How, then, would identifying shared values be an effective tactic? I want to suggest a different mechanism, one that relies less on sincerely held beliefs than on the relational aspects at play. When a shamer emphasizes shared values, she is tapping not only into something internal to the target but also into the nature of the relationship between them. Specifically, she is signaling that shaming is motivated by a sincere commitment to the norm and not hostility toward the target per se. My book argues that actors have an incentive not to antagonize their friends, allies, and strategic partners. As a result, their rhetorical approach tends to be less stigmatizing. Emphasizing shared values works by revealing information about one’s intentions toward, and relationship to, the target; it communicates affinity and a desire to cooperate. It is this very affinity that makes shaming effective and motivates the target to comply. Those who seek to maintain a mutually beneficial relationship are incentivized to accommodate their partner’s demands, regardless of whether they believe such demands are morally correct.
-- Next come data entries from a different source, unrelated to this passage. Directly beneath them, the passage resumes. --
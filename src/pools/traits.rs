/// Pricing capability of a single pool.
///
/// `is_buy == true` buys the base token with `input_amount` quote units,
/// `is_buy == false` sells `input_amount` base units for quote. Amounts are
/// native token units. `None` means the pool cannot fill the order
/// (liquidity exhausted or a degenerate state such as a zero price).
pub trait PricingModel {
    fn quote(&self, input_amount: u64, is_buy: bool) -> Option<u64>;
}

/// Direction of a single leg, used for logging.
pub fn leg_label(is_buy: bool) -> &'static str {
    if is_buy {
        "buy base"
    } else {
        "sell base"
    }
}
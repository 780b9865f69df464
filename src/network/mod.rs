//! Network conditions: the per-cycle congestion/fee view and the
//! collaborator that samples it.

pub mod history;
pub mod monitor;

use async_trait::async_trait;
use rust_decimal::Decimal;
use serde::{Deserialize, Serialize};

pub use history::RollingWindow;
pub use monitor::{NetworkMonitor, NetworkMonitorConfig, PerformanceSample, PerformanceSource};

/// Congestion and fee view for one cycle.
#[derive(Debug, Clone, PartialEq, Eq, Serialize, Deserialize)]
pub struct NetworkConditions {
    /// Congestion in [0, 1]
    pub congestion_level: Decimal,
    /// Recommended priority fee in fee units (e.g. micro-lamports)
    pub recommended_priority_fee: u64,
    #[serde(default)]
    pub block_time_ms: Option<u64>,
}

impl NetworkConditions {
    pub fn new(congestion_level: Decimal, recommended_priority_fee: u64) -> Self {
        Self {
            congestion_level: clamp_unit(congestion_level),
            recommended_priority_fee,
            block_time_ms: None,
        }
    }

    pub fn with_block_time(mut self, block_time_ms: Option<u64>) -> Self {
        self.block_time_ms = block_time_ms;
        self
    }

    /// Congestion clamped to [0, 1]; fields may be set directly or deserialized.
    pub fn congestion(&self) -> Decimal {
        clamp_unit(self.congestion_level)
    }
}

fn clamp_unit(value: Decimal) -> Decimal {
    value.max(Decimal::ZERO).min(Decimal::ONE)
}

/// Source of network conditions, sampled once per cycle.
#[async_trait]
pub trait NetworkConditionsSampler: Send + Sync {
    async fn sample(&self) -> eyre::Result<NetworkConditions>;
}
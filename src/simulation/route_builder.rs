use rust_decimal::prelude::ToPrimitive;
use rust_decimal::Decimal;
use rust_decimal_macros::dec;

use crate::network::NetworkConditions;
use crate::route::{ArbitrageRoute, StrategyTier};

/// Congestion above which routes bid aggressively
pub const AGGRESSIVE_CONGESTION: Decimal = dec!(0.8);

/// Congestion above which routes use the normal tier
pub const NORMAL_CONGESTION: Decimal = dec!(0.5);

/// Finalizes execution parameters for the current congestion.
#[derive(Debug, Clone, Copy, Default)]
pub struct RouteBuilder;

impl RouteBuilder {
    pub fn tier_for(congestion: Decimal) -> StrategyTier {
        if congestion > AGGRESSIVE_CONGESTION {
            StrategyTier::Aggressive
        } else if congestion > NORMAL_CONGESTION {
            StrategyTier::Normal
        } else {
            StrategyTier::Conservative
        }
    }

    /// `recommended_priority_fee * (1 + congestion)`, floored
    pub fn adjusted_priority_fee(conditions: &NetworkConditions) -> u64 {
        (Decimal::from(conditions.recommended_priority_fee) * (Decimal::ONE + conditions.congestion()))
            .floor()
            .to_u64()
            .unwrap_or(u64::MAX)
    }

    /// Rewrites only the execution block; profitability is not re-evaluated.
    pub fn adjust_for_network_conditions(
        mut route: ArbitrageRoute,
        conditions: &NetworkConditions,
    ) -> ArbitrageRoute {
        route.execution.priority_fee = Self::adjusted_priority_fee(conditions);
        route.execution.strategy_tier = Self::tier_for(conditions.congestion());
        route
    }
}
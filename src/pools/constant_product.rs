use rust_decimal::prelude::ToPrimitive;
use rust_decimal::Decimal;

use crate::pools::snapshot::PoolSnapshot;
use crate::pools::traits::PricingModel;

/// Blended constant-product quote.
///
/// The fill converts at the snapshot price and is then scaled by
/// `reserve_in / (reserve_in + effective_input)`, which is the exact
/// constant-product fill when the reserves are priced at `native_price`.
/// A single blended rate is applied per evaluation.
#[derive(Debug, Clone)]
pub struct ConstantProductCurve {
    /// Quote native units per base native unit
    pub native_price: Decimal,
    pub base_reserve: u64,
    pub quote_reserve: u64,
    pub fee_rate: Decimal,
}

impl ConstantProductCurve {
    pub fn from_snapshot(snapshot: &PoolSnapshot) -> Self {
        Self {
            // An unrepresentable price quotes nothing
            native_price: snapshot.native_price().unwrap_or(Decimal::ZERO),
            base_reserve: snapshot.active_liquidity.base_amount,
            quote_reserve: snapshot.active_liquidity.quote_amount,
            fee_rate: snapshot.fees.base_fee_rate,
        }
    }
}

impl PricingModel for ConstantProductCurve {
    fn quote(&self, input_amount: u64, is_buy: bool) -> Option<u64> {
        if self.native_price <= Decimal::ZERO {
            return None;
        }

        let effective = Decimal::from(input_amount).checked_mul(Decimal::ONE - self.fee_rate)?;
        let (reserve_in, reserve_out, nominal) = if is_buy {
            (
                self.quote_reserve,
                self.base_reserve,
                effective.checked_div(self.native_price)?,
            )
        } else {
            (
                self.base_reserve,
                self.quote_reserve,
                effective.checked_mul(self.native_price)?,
            )
        };

        if reserve_in == 0 {
            return None;
        }

        let reserve_in = Decimal::from(reserve_in);
        let depth = reserve_in.checked_div(reserve_in.checked_add(effective)?)?;
        let output = nominal.checked_mul(depth)?;

        // Cannot pay out more than the pool holds
        if output > Decimal::from(reserve_out) {
            return None;
        }

        output.floor().to_u64()
    }
}
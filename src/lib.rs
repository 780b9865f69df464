//! Two-pool arbitrage evaluation: fee model, trade size search, route
//! finalization, simulated cross check and the final profitability gate.

pub mod collector;
pub mod config;
pub mod engine;
pub mod error;
pub mod network;
pub mod pools;
pub mod route;
pub mod scheduler;
pub mod simulation;

pub use config::ArbConfig;
pub use engine::{ArbitrageEngine, CycleOutcome, CyclePhase, EngineConfig, SkipReason};
pub use error::ArbError;
pub use route::{ArbitrageRoute, ExecutionParams, RouteEvent, RouteFees, StrategyTier};
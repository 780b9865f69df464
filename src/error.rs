use thiserror::Error;

/// Failure kinds the evaluation pipeline distinguishes.
///
/// None of these escape a cycle: the engine turns each one into a skip,
/// and only `TransientUpstream` makes the scheduler back off.
#[derive(Error, Debug, Clone, PartialEq, Eq)]
pub enum ArbError {
    #[error("data unavailable: {0}")]
    DataUnavailable(String),

    #[error("invalid snapshot for pool {pool}: {reason}")]
    InvalidSnapshot { pool: String, reason: String },

    #[error("simulation diverged on {pool}: {reason}")]
    SimulationDivergence { pool: String, reason: String },

    #[error("no profitable trade size in [{min_size}, {max_size}]")]
    OptimizationExhausted { min_size: u64, max_size: u64 },

    #[error("upstream call failed: {0}")]
    TransientUpstream(String),

    #[error("invalid configuration for {field}: {message}")]
    Config { field: String, message: String },
}

impl ArbError {
    pub fn invalid_snapshot(pool: &str, reason: impl Into<String>) -> Self {
        ArbError::InvalidSnapshot {
            pool: pool.to_string(),
            reason: reason.into(),
        }
    }

    pub fn divergence(pool: &str, reason: impl Into<String>) -> Self {
        ArbError::SimulationDivergence {
            pool: pool.to_string(),
            reason: reason.into(),
        }
    }

    pub fn config(field: &str, message: impl Into<String>) -> Self {
        ArbError::Config {
            field: field.to_string(),
            message: message.into(),
        }
    }

    /// Whether the scheduler should treat this as a cycle-level failure.
    pub fn is_transient(&self) -> bool {
        matches!(self, ArbError::TransientUpstream(_))
    }
}
//! Cycle scheduler
//!
//! `tick` is the pure decision of what a finished cycle yields and how long
//! to wait before the next one; `run` drives the engine with it.

use std::time::Duration;

use tracing::{error, info, warn};

use crate::collector::PoolDataCollector;
use crate::engine::{ArbitrageEngine, CycleOutcome};
use crate::network::NetworkConditionsSampler;
use crate::route::ArbitrageRoute;
use crate::simulation::ExecutionSimulator;

#[derive(Debug, Clone)]
pub struct SchedulerConfig {
    /// Minimum delay between cycles
    pub retry_delay: Duration,
    /// Consecutive cycle errors before alerting
    pub max_retries: u32,
}

impl Default for SchedulerConfig {
    fn default() -> Self {
        Self {
            retry_delay: Duration::from_millis(1_000),
            max_retries: 3,
        }
    }
}

/// Route to hand off (if any) and the delay before the next cycle.
/// A cycle error doubles the base delay once; anything else uses it as is.
pub fn tick(outcome: CycleOutcome, base_delay: Duration) -> (Option<ArbitrageRoute>, Duration) {
    match outcome {
        CycleOutcome::Execute(route) => (Some(route), base_delay),
        CycleOutcome::Skip(reason) if reason.is_cycle_error() => (None, base_delay.saturating_mul(2)),
        CycleOutcome::Skip(_) => (None, base_delay),
    }
}

#[derive(Debug, Clone, Copy, Default, PartialEq, Eq)]
pub struct RunSummary {
    pub cycles: u64,
    pub routes: u64,
    pub cycle_errors: u64,
}

/// Run cycles until `max_cycles` (forever if `None`), passing every accepted
/// route to `on_route`. Errors never stop the loop.
pub async fn run<C, N, S, F>(
    engine: &ArbitrageEngine<C, N, S>,
    config: &SchedulerConfig,
    max_cycles: Option<u64>,
    mut on_route: F,
) -> RunSummary
where
    C: PoolDataCollector,
    N: NetworkConditionsSampler,
    S: ExecutionSimulator,
    F: FnMut(ArbitrageRoute),
{
    let mut summary = RunSummary::default();
    let mut consecutive_failures = 0u32;

    loop {
        let outcome = engine.run_cycle().await;
        let failed = matches!(&outcome, CycleOutcome::Skip(reason) if reason.is_cycle_error());
        summary.cycles += 1;

        if failed {
            summary.cycle_errors += 1;
            consecutive_failures += 1;
            if consecutive_failures == config.max_retries {
                error!("{} consecutive cycle failures, still retrying", consecutive_failures);
            }
        } else {
            if consecutive_failures > 0 {
                info!("Recovered after {} failed cycles", consecutive_failures);
            }
            consecutive_failures = 0;
        }

        let (route, delay) = tick(outcome, config.retry_delay);
        if let Some(route) = route {
            summary.routes += 1;
            on_route(route);
        }

        if max_cycles.is_some_and(|max| summary.cycles >= max) {
            break;
        }
        if failed {
            warn!("Backing off for {}ms", delay.as_millis());
        }
        tokio::time::sleep(delay).await;
    }

    summary
}
//! Pool data collection
//!
//! `PoolDataCollector` is the per-cycle source of pool snapshots. The
//! fixture-backed implementations here drive the binary and the tests; a
//! production deployment plugs an RPC-backed collector in behind the same
//! trait.

use std::collections::HashMap;
use std::path::Path;

use async_trait::async_trait;
use eyre::{Result, WrapErr};
use serde::{Deserialize, Serialize};
use tracing::debug;

use crate::network::{PerformanceSample, PerformanceSource};
use crate::pools::PoolSnapshot;

#[async_trait]
pub trait PoolDataCollector: Send + Sync {
    /// Current snapshot of `pool_id`, or `None` if the pool is unknown.
    async fn snapshot(&self, pool_id: &str) -> Result<Option<PoolSnapshot>>;
}

/// On-disk fixture: pool states and recent performance samples.
#[derive(Debug, Clone, Default, Serialize, Deserialize)]
pub struct Fixture {
    pub pools: Vec<PoolSnapshot>,
    #[serde(default)]
    pub performance: Vec<PerformanceSample>,
}

impl Fixture {
    pub fn load(path: impl AsRef<Path>) -> Result<Self> {
        let path = path.as_ref();
        let raw = std::fs::read_to_string(path)
            .wrap_err_with(|| format!("reading fixture {}", path.display()))?;
        Self::from_json(&raw).wrap_err_with(|| format!("parsing fixture {}", path.display()))
    }

    pub fn from_json(raw: &str) -> Result<Self> {
        Ok(serde_json::from_str(raw)?)
    }

    pub fn pool_ids(&self) -> Vec<String> {
        self.pools.iter().map(|p| p.address.clone()).collect()
    }
}

/// Serves snapshots from a fixed set of pools.
#[derive(Debug, Clone, Default)]
pub struct FixtureCollector {
    pools: HashMap<String, PoolSnapshot>,
}

impl FixtureCollector {
    pub fn new(pools: impl IntoIterator<Item = PoolSnapshot>) -> Self {
        Self {
            pools: pools.into_iter().map(|p| (p.address.clone(), p)).collect(),
        }
    }
}

#[async_trait]
impl PoolDataCollector for FixtureCollector {
    async fn snapshot(&self, pool_id: &str) -> Result<Option<PoolSnapshot>> {
        let snapshot = self.pools.get(pool_id).cloned();
        if snapshot.is_none() {
            debug!("Fixture has no pool {}", pool_id);
        }
        Ok(snapshot)
    }
}

/// Replays a fixed list of performance samples.
#[derive(Debug, Clone, Default)]
pub struct FixturePerformanceSource {
    samples: Vec<PerformanceSample>,
}

impl FixturePerformanceSource {
    pub fn new(samples: Vec<PerformanceSample>) -> Self {
        Self { samples }
    }
}

#[async_trait]
impl PerformanceSource for FixturePerformanceSource {
    async fn recent_performance_samples(&self, limit: usize) -> Result<Vec<PerformanceSample>> {
        Ok(self.samples.iter().take(limit).copied().collect())
    }
}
An analogous mechanism occurs when the shamer is hypocritical. Shaming mired in hypocrisy often fails to produce compliance, but not because hypocrisy signals different values per se. Rather, hypocrisy shapes perceptions of motive. When people are shamed by hypocrites, they can plausibly assume that the shamers are motivated by nefarious intentions, a desire to weaponize norms in order to attack or degrade the target. Such perceptions drive the kind of defensive reaction that fuels backlash.
Viewed in this light, we can see once again how Keen and I reach similar conclusions through different causal pathways, ontologies, or levels of analysis. Such convergences and divergences will, I hope, contribute to the burgeoning conversation around shame and shaming in world politics.